A ignorância é a doença que mais mata
Acreditar com muita força para que a doença se vá embora é como ir discutir com um vulcão. A natureza será sempre superior à espécie humana, e não há nenhuma alternativa ao contorno colectivo e civilizado do obstáculo que nos foi imposto.
A coisa que mais me chocou na minha primeira missão humanitária foi a ignorância. A minha ignorância sobre o mundo real e o poder assassino da ignorância quando instrumentalizada pelo colectivo. Há 11 anos, numa aldeia no norte de Moçambique três voluntários da Cruz Vermelha Moçambicana, foram brutalmente linchados pela população em fúria. Estes voluntários faziam parte de uma campanha de saúde pública pela qualidade da água para consumo e por isso distribuíam pastilhas de cloro, juntamente com a formação adequada, no sentido de combater as gastroenterites, responsáveis por milhões de mortes no continente africano, nomeadamente nas crianças pequenas. Criou-se uma corrente de pensamento por geração espontânea, que acreditava que os voluntários da Cruz Vermelha distribuíam “cólera”, pela semelhança linguística, e não “cloro”, e foi uma matança. Mataram as pessoas que estavam gratuitamente a salvar a vida às suas crianças, por pura ignorância.
O ano passado vivi de perto com estupefacção, na República Democrática do Congo que estava a contas com a segunda maior epidemia de ébola da história, quando um grupo de rebeldes atacou um hospital dos Médicos Sem Fronteiras, alimentados por rumores e desinformação, matando profissionais de saúde, para “libertar” os doentes, propagando o contágio deste vírus que mata até 90% das pessoas que infecta.
São exemplos gritantes, extremos e horrendos que eu sempre tentei compreender à escala da “vontade de acreditar”, mas que eu sempre pensei estar solidificada na iliteracia de quem nunca foi à escola e cujas mentes são moldadas como plasticina, e como tal, qualquer teoria da conspiração tem o poder de se transformar numa brilhante ideia.
O que eu nunca esperei foi ver o mesmo fenómeno a prosperar por pessoas que sabem ler e escrever, e que estão apaixonadas pelos raríssimos (estatisticamente são quase 0%) médicos que são negacionistas, relativistas e conspirativos, e que confundem e baralham verdades e mentiras a seu gosto, à medida que se distanciam da sensatez e da sabedoria.
Eu não vou pôr nomes, porque não quero nem dar publicidade, nem fomentar a agressividade que nos cega a inteligência e a empatia.
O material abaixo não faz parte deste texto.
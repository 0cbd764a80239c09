//! JSON file helpers.

use std::fs::File;
use std::io::{BufReader, BufWriter, Error};
use std::path::Path;

use serde::de::DeserializeOwned;
use serde::Serialize;
use serde_json::{from_reader, to_writer_pretty};

/// Reads a JSON-encoded type from a given file `path`.
pub fn read_json<D: DeserializeOwned>(path: impl AsRef<Path>) -> Result<D, Error> {
    let file = File::open(path)?;
    Ok(from_reader(BufReader::new(file))?)
}

/// JSON-encodes the `value` in pretty-printed form and writes it to a given `path`.
pub fn write_json(path: impl AsRef<Path>, value: &impl Serialize) -> Result<(), Error> {
    let file = File::create(path)?;
    Ok(to_writer_pretty(BufWriter::new(file), value)?)
}

pub trait ReadJsonFile<D> {
    fn read_json_file(path: impl AsRef<Path>) -> Result<D, Error>;
}

impl<D: DeserializeOwned> ReadJsonFile<D> for D {
    fn read_json_file(path: impl AsRef<Path>) -> Result<D, Error> {
        read_json(path)
    }
}

pub trait WriteJsonFile<S: Serialize> {
    fn write_json_file(&self, path: impl AsRef<Path>) -> Result<(), Error>;
}

impl<S: Serialize> WriteJsonFile<S> for S {
    fn write_json_file(&self, path: impl AsRef<Path>) -> Result<(), Error> {
        write_json(path, self)
    }
}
Mas reitero com a minha força toda, que negar a existência ou a gravidade da pandemia, que negar a eficácia da utilização das máscaras, do distanciamento e da lavagem das mãos, que não compreender que perder o controlo da pandemia é perder o controlo de toda a saúde em Portugal e que eventualmente nos vai levar a um novo longo confinamento, e como tal vão ser co-responsáveis (juntamente com o vírus) pelo colapso do país, e como tal são criminosos que deveriam responder perante a lei, pelas mortes alimentadas pela sua ignorância.
Não usam máscaras e queixam-se das regras que a todos nos defendem. Não querem confinamento, mas contribuem para a propagação do vírus. Querem ver a economia a rolar, mas recusam tudo que nos permitiria fazer deste desafio um mal menor. Querem tudo e o seu contrário. Querem acreditar que a doença não existe.
Acreditar com muita força para que a doença se vá embora é como ir discutir com um vulcão. A natureza será sempre superior à espécie humana, e não há nenhuma alternativa ao contorno colectivo e civilizado do obstáculo que nos foi imposto.
Ignorância sobre a doença é a única coisa que vai matar mais que a própria doença.